- EXERCISE DIRECTIONS -
How many lines in the material below contain the word "that"? Write only the number.

- SOURCE DATA -

*** Begin section ***

//! # Step-Escalation Timers
//!
//! One shared timer service for every queued task. Each task owns at most
//! one armed timer; arming again replaces the previous deadline and
//! cancelling is idempotent. Expiry publishes a [`RouterEvent::Timer`] for
//! the task through the [`EventBus`], which drops it if the task has left
//! its queue in the meantime.
//!
//! Deadlines live in a min-heap. Replaced and cancelled entries are not
//! removed from the heap; each entry carries the generation it was armed
//! with and the driver discards entries whose generation is no longer the
//! task's current one.
//!
//! A fired timer stays on record under its generation until the router
//! claims it with [`EscalationTimers::take_fired`]. Cancelling or re-arming
//! the task drops the record, so a `Timer` event that was already queued
//! when that happened is recognised as stale.
//!
//! The driver runs on `tokio::time`, so tests can drive escalation with a
//! paused clock.

use std::cmp::{Ordering, Reverse};
use std::collections::{BinaryHeap, HashMap};
use std::sync::Arc;
use std::time::Duration;

use parking_lot::Mutex;
use tokio::sync::Notify;
use tokio::task::JoinHandle;
use tokio::time::Instant;
use tracing::{debug, trace, warn};

use crate::queue::TaskId;
use crate::routing::events::{EventBus, RouterEvent};

#[derive(Debug, Clone, PartialEq, Eq)]
struct TimerEntry {
    deadline: Instant,
    generation: u64,
    task_id: TaskId,
}

impl Ord for TimerEntry {
    fn cmp(&self, other: &Self) -> Ordering {
        self.deadline
            .cmp(&other.deadline)
            .then(self.generation.cmp(&other.generation))
    }
}

impl PartialOrd for TimerEntry {
    fn partial_cmp(&self, other: &Self) -> Option<Ordering> {
        Some(self.cmp(other))
    }
}

#[derive(Debug, Default)]
struct TimerState {
    heap: BinaryHeap<Reverse<TimerEntry>>,
    /// Current generation per armed task
    armed: HashMap<TaskId, u64>,
    /// Generation of fired timers whose event has not been claimed yet
    fired: HashMap<TaskId, u64>,
    next_generation: u64,
    shutdown: bool,
}

impl TimerState {
    /// Pop every live entry due at `now`, returning task ids and
    /// generations in deadline order
    fn take_due(&mut self, now: Instant) -> Vec<(TaskId, u64)> {
        let mut due = Vec::new();
        while let Some(Reverse(entry)) = self.heap.peek() {
            if entry.deadline > now {
                break;
            }
            let Some(Reverse(entry)) = self.heap.pop() else {
                break;
            };
            if self.armed.get(&entry.task_id) == Some(&entry.generation) {
                self.armed.remove(&entry.task_id);
                self.fired.insert(entry.task_id.clone(), entry.generation);
                due.push((entry.task_id, entry.generation));
            }
        }
        due
    }

    fn next_deadline(&self) -> Option<Instant> {
        self.heap.peek().map(|Reverse(entry)| entry.deadline)
    }
}

/// Shared escalation timer service
#[derive(Debug)]
pub struct EscalationTimers {
    state: Mutex<TimerState>,
    notify: Notify,
    bus: Arc<EventBus>,
}

impl EscalationTimers {
    pub fn new(bus: Arc<EventBus>) -> Self {
        Self {
            state: Mutex::new(TimerState::default()),
            notify: Notify::new(),
            bus,
        }
    }

    /// Arm the task's timer to fire after `delay`, replacing any timer
    /// already armed for it
    pub fn arm(&self, task_id: TaskId, delay: Duration) {
        let deadline = Instant::now() + delay;
        {
            let mut state = self.state.lock();
            let generation = state.next_generation;
            state.next_generation += 1;
            state.armed.insert(task_id.clone(), generation);
            state.fired.remove(&task_id);
            trace!("Armed escalation timer for task {} in {:?}", task_id, delay);
            state.heap.push(Reverse(TimerEntry {
                deadline,
                generation,
                task_id,
            }));
        }
        self.notify.notify_one();
    }

    /// Cancel the task's timer; cancelling twice is a no-op
    ///
    /// A timer that already fired but whose event is still in flight is
    /// invalidated as well.
    pub fn cancel(&self, task_id: &TaskId) -> bool {
        let cancelled = {
            let mut state = self.state.lock();
            state.fired.remove(task_id);
            state.armed.remove(task_id).is_some()
        };
        if cancelled {
            trace!("Cancelled escalation timer for task {}", task_id);
        }
        cancelled
    }

    /// Claim a fired timer
    ///
    /// Returns false when the event is stale: the task was cancelled or
    /// re-armed after the timer fired, or the event was already claimed.
    pub fn take_fired(&self, task_id: &TaskId, generation: u64) -> bool {
        let mut state = self.state.lock();
        if state.fired.get(task_id) == Some(&generation) {
            state.fired.remove(task_id);
            true
        } else {
            false
        }
    }

    pub fn is_armed(&self, task_id: &TaskId) -> bool {
        self.state.lock().armed.contains_key(task_id)
    }

    pub fn armed_count(&self) -> usize {
        self.state.lock().armed.len()
    }

    /// Start the driver task
    pub fn spawn_driver(self: &Arc<Self>) -> JoinHandle<()> {
        let timers = Arc::clone(self);
        tokio::spawn(async move { timers.run().await })
    }

    /// Stop the driver; armed timers are discarded
    pub fn shutdown(&self) {
        {
            let mut state = self.state.lock();
            state.shutdown = true;
            state.armed.clear();
            state.fired.clear();
            state.heap.clear();
        }
        self.notify.notify_one();
    }

    async fn run(&self) {
        debug!("Escalation timer driver started");
        loop {
            let (due, next_deadline) = {
                let mut state = self.state.lock();
                if state.shutdown {
                    break;
                }
                let due = state.take_due(Instant::now());
                (due, state.next_deadline())
            };

            for (task_id, generation) in due {
                match self
                    .bus
                    .publish_task_event(&task_id, RouterEvent::Timer(task_id.clone(), generation))
                {
                    Ok(true) => {}
                    Ok(false) => {
                        self.take_fired(&task_id, generation);
                    }
                    Err(e) => {
                        self.take_fired(&task_id, generation);
                        warn!("Escalation timer for task {} not delivered: {}", task_id, e);
                    }
                }
            }

            match next_deadline {
                Some(deadline) => {
                    tokio::select! {
                        _ = tokio::time::sleep_until(deadline) => {}
                        _ = self.notify.notified() => {}
                    }
                }
                None => self.notify.notified().await,
            }
        }
        debug!("Escalation timer driver stopped");
    }
}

*** End section ***

- OUTPUT BELOW -
3